Fazenda apresenta balanço do 3º quadrimestre de 2017

bALANÇO - Secretário Angelo Bevilacqua durante a apresentação do balanço da prefeitura

O Secretário da Fazenda e Finanças, Angelo Bevilacqua, apresentou na tarde de segunda-feira (26), na Câmara Municipal, o balanço da Prefeitura referente ao terceiro quadrimestre de 2017. Durante a apresentação, que é obrigatória, o secretário afirmou que as receitas do município, de um modo geral, estão dentro da meta estipulada no início do ano. Alguns fatores como a crise econômica, por exemplo, impactaram na arrecadação, mas os números, nesse momento, não são preocupantes.

“A meta para o último quadrimestre de 2017 era de R$ 479,4 milhões de arrecadação e realizamos R$ 388,9 milhões, uma queda de 18,9%. Apesar de parecer alta, está dentro do esperado e da normalidade. É muito complicado prever como o mercado vai se comportar, ainda mais em um momento de crise”, afirmou o secretário.

Entre as arrecadações tributárias que apresentaram queda estão o ISSQN, cuja meta era de R$ 64,9 milhões, porém o total arrecadado foi de R$ 61,1 milhões, queda de 4,7%. A arrecadação com o IPVA também ficou abaixo da meta – 19,8% menos. Já a arrecadação com o Imposto Sobre Transmissão de Bens Imóveis (ITBI) obteve arrecadação de R$ 10 milhões, sendo que a meta era de R$ 9 milhões, um crescimento de 11,6%.

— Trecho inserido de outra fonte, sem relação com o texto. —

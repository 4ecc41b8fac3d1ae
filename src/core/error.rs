//! Engine errors.
//!
//! These cover misuse of the engine API. Rule failures (an illegal meld, an
//! unmet initial-meld threshold) are not errors: the validity checker reports
//! them as data and the turn engine rolls the turn back.

use thiserror::Error;

use super::action::Action;
use super::entity::TileId;
use crate::turn::TurnPhase;

/// Errors returned by the engine API.
#[derive(Clone, Debug, PartialEq, Eq, Error)]
pub enum EngineError {
    /// The action is not among the legal actions for the current state.
    #[error("illegal action {action:?} in current state")]
    IllegalAction { action: Action },

    /// The call is not valid in the current turn phase.
    #[error("expected turn phase {expected:?}, engine is in {actual:?}")]
    WrongPhase { expected: TurnPhase, actual: TurnPhase },

    /// The game configuration cannot produce a playable game.
    #[error("invalid config: {msg}")]
    InvalidConfig { msg: String },

    /// The pouch ran out while dealing racks.
    #[error("pouch exhausted while dealing: needed {needed}, had {available}")]
    PouchExhausted { needed: usize, available: usize },

    /// The game already has a result.
    #[error("game is over")]
    GameOver,

    /// A tile is held by zero or several containers.
    #[error("ownership violation for {tile}: {msg}")]
    OwnershipViolation { tile: TileId, msg: String },
}

/// Result alias for engine API calls.
pub type EngineResult<T> = Result<T, EngineError>;

#[cfg(test)]
mod tests {
    use super::*;

    #[test]
    fn test_error_messages() {
        let err = EngineError::InvalidConfig { msg: "no colors".to_string() };
        assert_eq!(err.to_string(), "invalid config: no colors");

        let err = EngineError::OwnershipViolation {
            tile: TileId(3),
            msg: "found in 2 containers".to_string(),
        };
        assert_eq!(err.to_string(), "ownership violation for Tile(3): found in 2 containers");
    }

    #[test]
    fn test_illegal_action_message() {
        let err = EngineError::IllegalAction { action: Action::DrawTile };
        assert_eq!(err.to_string(), "illegal action DrawTile in current state");
    }
}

O Secretário também demonstrou que a Prefeitura está cumprindo o investimento obrigatório na Educação e na Saúde. Na secretaria de Educação a legislação exige que sejam investidos 25% da receita recorrente de arrecadação de impostos, e Prefeitura aplicou a totalidade de recursos. Já na Saúde, onde a legislação obriga a aplicação de 15%, a Prefeitura de Rio Preto investiu 25%.

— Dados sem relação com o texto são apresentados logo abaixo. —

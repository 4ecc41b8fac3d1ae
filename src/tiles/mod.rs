//! Tile catalog: tile identity, faces, and comparison semantics.

pub mod tile;
pub mod catalog;

pub use tile::{Color, Face, Tile};
pub use catalog::TileCatalog;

“A Prefeitura de Rio Preto está numa situação invejável com relação às finanças. Para se ter uma ideia, temos um potencial de endividamento de até 120% da Receita Corrente Líquida e aplicamos apenas 17%. Também estamos muito longe da meta de gastos com a folha de pagamento. A meta imposta pela Lei de Responsabilidade Fiscal é de 54%, nós aplicamos 35%. O que nos deixa numa situação confortável em relação a outras cidades do país”, afirmou.